→ What the exercise asks
Every line below between the one holding "repository 6c66e20ae4752ef4" and the one holding "no transport (yet)", inclusive, should be copied exactly, and no other line.

→ Provided information

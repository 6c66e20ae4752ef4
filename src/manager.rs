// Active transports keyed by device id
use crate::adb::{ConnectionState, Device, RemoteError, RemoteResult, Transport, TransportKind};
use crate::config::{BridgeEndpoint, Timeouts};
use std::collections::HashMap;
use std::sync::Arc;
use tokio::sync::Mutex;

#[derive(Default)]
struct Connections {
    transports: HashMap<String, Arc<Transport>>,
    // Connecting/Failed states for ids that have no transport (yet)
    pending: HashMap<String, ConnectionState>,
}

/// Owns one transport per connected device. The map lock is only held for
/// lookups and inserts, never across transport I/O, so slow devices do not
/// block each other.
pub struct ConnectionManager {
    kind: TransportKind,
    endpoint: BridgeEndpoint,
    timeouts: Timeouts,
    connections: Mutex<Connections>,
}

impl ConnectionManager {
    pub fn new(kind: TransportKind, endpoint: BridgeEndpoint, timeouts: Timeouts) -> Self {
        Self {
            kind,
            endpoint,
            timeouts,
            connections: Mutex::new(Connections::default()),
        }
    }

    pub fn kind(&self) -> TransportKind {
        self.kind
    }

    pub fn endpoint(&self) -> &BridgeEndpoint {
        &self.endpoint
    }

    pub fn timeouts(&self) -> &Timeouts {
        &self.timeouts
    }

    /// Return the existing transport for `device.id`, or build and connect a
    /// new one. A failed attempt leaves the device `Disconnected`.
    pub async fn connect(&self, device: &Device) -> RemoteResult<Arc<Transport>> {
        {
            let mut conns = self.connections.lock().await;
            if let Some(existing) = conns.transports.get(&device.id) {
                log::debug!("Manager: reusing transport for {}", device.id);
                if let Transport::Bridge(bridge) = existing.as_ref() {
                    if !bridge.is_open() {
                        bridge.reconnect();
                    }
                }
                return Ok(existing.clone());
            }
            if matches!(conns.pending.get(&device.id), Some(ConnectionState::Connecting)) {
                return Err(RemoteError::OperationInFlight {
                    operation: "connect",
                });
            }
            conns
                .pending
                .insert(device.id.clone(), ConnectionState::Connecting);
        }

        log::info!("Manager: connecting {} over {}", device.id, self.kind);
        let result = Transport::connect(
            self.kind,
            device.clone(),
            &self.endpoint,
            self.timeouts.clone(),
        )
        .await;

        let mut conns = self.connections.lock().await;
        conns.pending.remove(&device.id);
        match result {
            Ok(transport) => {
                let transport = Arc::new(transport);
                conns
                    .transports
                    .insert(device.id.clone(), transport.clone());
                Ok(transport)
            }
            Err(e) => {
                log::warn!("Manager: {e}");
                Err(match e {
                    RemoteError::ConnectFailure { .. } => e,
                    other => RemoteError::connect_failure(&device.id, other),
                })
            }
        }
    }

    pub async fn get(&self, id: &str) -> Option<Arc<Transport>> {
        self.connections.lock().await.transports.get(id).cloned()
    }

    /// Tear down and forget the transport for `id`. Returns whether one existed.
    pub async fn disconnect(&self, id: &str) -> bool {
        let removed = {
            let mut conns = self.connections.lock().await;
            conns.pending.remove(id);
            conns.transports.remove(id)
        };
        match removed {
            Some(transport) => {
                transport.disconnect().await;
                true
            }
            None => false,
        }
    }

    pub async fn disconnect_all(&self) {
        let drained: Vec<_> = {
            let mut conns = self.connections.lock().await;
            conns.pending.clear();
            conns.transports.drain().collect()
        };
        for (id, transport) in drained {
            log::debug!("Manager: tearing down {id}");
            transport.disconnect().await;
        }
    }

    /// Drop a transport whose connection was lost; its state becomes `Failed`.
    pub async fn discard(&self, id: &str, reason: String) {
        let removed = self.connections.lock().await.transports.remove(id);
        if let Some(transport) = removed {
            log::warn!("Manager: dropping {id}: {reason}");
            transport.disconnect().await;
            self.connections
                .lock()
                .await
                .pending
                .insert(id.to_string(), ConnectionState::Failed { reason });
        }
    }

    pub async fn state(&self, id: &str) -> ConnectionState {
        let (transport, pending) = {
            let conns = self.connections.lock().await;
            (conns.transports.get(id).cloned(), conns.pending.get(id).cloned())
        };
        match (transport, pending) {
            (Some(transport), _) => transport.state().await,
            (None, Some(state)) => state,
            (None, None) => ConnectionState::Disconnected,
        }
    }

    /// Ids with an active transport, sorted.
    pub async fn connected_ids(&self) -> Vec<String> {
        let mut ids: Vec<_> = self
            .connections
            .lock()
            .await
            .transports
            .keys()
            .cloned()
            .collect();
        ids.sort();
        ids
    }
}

---

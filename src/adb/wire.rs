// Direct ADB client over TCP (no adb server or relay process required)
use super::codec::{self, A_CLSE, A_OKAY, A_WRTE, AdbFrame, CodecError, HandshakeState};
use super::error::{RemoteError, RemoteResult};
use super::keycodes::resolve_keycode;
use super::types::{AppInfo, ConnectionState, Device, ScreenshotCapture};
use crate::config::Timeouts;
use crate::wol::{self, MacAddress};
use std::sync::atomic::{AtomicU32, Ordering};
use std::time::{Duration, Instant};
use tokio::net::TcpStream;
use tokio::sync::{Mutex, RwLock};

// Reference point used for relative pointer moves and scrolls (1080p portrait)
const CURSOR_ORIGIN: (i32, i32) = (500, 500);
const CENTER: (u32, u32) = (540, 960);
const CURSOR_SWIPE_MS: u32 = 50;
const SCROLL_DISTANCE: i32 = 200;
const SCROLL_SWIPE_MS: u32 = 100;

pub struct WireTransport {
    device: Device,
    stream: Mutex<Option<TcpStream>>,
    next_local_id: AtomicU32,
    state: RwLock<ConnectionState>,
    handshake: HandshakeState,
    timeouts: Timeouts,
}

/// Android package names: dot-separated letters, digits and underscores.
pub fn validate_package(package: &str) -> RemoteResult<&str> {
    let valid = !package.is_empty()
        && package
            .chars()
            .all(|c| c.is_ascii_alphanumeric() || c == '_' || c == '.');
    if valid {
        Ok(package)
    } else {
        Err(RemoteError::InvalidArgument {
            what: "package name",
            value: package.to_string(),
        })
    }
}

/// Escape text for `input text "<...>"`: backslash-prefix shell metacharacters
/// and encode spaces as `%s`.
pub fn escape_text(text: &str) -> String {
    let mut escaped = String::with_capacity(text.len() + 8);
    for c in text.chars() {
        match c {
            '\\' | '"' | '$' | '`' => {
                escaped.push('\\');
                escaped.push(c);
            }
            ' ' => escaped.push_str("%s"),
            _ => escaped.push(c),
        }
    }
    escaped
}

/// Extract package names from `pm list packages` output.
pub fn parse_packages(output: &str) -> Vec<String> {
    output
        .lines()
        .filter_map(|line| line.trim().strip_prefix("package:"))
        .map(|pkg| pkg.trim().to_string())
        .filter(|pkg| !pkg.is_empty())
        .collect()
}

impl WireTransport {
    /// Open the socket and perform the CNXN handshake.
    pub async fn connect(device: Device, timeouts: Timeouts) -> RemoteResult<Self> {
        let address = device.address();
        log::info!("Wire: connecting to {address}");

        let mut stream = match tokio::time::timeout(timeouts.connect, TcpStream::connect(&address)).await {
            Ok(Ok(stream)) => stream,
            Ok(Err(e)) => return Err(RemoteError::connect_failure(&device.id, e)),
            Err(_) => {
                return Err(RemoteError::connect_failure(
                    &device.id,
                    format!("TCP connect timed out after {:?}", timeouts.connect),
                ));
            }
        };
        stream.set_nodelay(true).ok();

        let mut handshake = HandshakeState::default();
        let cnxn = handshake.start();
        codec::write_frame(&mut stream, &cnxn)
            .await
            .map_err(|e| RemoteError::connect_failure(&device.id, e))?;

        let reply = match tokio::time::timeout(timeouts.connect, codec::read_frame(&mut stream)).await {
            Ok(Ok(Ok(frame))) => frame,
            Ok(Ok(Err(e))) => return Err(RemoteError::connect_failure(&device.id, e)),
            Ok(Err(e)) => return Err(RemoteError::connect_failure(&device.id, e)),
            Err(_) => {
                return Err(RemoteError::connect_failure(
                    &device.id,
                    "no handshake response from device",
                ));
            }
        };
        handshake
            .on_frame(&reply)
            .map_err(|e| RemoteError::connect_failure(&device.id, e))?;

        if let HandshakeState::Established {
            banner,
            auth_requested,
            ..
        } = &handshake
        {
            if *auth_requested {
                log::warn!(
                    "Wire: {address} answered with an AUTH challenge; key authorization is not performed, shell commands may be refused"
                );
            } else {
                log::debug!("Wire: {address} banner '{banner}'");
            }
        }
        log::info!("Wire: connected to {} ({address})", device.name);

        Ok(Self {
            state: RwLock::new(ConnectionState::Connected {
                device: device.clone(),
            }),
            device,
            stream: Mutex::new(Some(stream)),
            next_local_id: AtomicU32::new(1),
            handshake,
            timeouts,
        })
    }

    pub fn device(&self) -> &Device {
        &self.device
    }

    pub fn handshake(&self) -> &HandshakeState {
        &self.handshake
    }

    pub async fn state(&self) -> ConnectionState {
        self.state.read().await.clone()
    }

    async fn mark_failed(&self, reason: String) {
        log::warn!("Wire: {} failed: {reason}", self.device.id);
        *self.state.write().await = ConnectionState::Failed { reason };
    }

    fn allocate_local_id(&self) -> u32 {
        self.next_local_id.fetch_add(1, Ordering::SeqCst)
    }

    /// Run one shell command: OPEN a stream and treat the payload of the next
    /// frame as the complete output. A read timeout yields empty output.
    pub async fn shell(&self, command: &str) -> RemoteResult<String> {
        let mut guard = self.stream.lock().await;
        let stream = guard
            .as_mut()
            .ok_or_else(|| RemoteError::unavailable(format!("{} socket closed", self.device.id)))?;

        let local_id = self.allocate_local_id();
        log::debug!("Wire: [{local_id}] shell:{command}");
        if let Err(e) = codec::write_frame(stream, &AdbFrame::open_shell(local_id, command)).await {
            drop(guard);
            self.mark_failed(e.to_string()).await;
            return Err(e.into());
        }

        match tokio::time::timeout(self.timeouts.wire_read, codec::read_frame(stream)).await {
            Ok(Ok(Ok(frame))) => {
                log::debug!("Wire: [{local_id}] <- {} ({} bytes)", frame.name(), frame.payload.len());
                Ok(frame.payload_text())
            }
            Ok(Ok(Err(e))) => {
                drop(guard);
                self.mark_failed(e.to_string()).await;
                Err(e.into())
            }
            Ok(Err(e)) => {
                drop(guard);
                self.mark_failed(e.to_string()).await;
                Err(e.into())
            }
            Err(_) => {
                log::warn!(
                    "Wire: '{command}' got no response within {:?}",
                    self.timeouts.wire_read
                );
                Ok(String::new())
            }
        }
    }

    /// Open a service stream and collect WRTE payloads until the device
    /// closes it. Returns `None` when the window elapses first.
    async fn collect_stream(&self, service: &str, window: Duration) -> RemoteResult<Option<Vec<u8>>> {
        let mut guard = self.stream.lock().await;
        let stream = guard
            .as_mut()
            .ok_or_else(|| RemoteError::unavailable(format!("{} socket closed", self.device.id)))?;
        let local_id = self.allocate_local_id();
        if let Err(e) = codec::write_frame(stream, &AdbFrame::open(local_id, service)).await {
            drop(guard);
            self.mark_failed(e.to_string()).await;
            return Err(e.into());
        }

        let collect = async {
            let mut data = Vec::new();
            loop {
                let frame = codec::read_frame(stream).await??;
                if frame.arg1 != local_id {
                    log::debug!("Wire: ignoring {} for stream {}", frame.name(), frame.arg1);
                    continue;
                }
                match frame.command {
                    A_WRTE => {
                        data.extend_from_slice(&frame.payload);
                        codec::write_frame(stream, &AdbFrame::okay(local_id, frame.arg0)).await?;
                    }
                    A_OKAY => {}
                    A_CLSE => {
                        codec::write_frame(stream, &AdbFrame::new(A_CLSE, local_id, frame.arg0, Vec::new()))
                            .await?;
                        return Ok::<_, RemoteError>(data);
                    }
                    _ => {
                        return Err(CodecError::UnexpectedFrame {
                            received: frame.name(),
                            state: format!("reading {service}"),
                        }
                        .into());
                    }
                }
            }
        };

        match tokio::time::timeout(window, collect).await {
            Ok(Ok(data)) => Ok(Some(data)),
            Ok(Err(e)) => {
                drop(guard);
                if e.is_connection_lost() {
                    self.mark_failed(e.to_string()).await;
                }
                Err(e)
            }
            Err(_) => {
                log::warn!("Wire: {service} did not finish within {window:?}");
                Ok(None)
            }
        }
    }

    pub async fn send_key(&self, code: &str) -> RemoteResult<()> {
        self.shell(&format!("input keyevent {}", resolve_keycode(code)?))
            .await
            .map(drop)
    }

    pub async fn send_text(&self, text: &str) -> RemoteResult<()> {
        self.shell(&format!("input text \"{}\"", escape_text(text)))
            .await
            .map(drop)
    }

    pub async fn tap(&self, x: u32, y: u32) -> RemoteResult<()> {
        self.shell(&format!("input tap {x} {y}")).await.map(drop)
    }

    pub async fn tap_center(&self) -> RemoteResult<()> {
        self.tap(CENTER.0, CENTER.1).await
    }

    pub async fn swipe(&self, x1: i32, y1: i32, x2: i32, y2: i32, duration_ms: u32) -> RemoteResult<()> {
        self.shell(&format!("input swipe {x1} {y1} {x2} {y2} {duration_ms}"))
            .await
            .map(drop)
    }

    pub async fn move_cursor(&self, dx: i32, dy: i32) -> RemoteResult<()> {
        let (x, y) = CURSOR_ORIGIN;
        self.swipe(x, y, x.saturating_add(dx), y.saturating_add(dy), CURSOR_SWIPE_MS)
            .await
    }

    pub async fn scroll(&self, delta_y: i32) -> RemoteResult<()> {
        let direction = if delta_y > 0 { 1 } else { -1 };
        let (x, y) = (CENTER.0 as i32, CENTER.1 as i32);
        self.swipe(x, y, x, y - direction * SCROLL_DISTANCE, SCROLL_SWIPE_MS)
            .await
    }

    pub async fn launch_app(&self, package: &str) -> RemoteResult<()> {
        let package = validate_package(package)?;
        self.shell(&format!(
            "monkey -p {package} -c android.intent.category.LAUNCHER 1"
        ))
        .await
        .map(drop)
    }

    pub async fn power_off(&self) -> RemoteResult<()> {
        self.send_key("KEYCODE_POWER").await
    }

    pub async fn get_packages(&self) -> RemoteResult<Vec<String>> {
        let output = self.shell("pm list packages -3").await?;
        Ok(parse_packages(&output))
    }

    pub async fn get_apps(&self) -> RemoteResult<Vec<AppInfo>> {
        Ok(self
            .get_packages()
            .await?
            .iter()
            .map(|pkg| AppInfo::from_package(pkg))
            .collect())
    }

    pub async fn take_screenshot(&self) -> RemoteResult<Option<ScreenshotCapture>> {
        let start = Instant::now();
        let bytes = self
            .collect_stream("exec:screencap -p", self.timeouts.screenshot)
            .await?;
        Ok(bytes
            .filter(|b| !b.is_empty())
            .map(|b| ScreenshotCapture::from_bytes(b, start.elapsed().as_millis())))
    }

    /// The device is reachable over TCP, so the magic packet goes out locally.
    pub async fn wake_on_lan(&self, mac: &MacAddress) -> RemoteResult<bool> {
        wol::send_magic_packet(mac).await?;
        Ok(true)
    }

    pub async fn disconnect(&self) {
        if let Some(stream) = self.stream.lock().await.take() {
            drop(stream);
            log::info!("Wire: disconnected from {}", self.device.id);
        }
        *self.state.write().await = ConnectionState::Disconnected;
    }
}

→ Answer box
repository 6c66e20ae4752ef4
filename src/manager.rs
// Active transports keyed by device id
use crate::adb::{ConnectionState, Device, RemoteError, RemoteResult, Transport, TransportKind};
use crate::config::{BridgeEndpoint, Timeouts};
use std::collections::HashMap;
use std::sync::Arc;
use tokio::sync::Mutex;

#[derive(Default)]
struct Connections {
    transports: HashMap<String, Arc<Transport>>,
    // Connecting/Failed states for ids that have no transport (yet)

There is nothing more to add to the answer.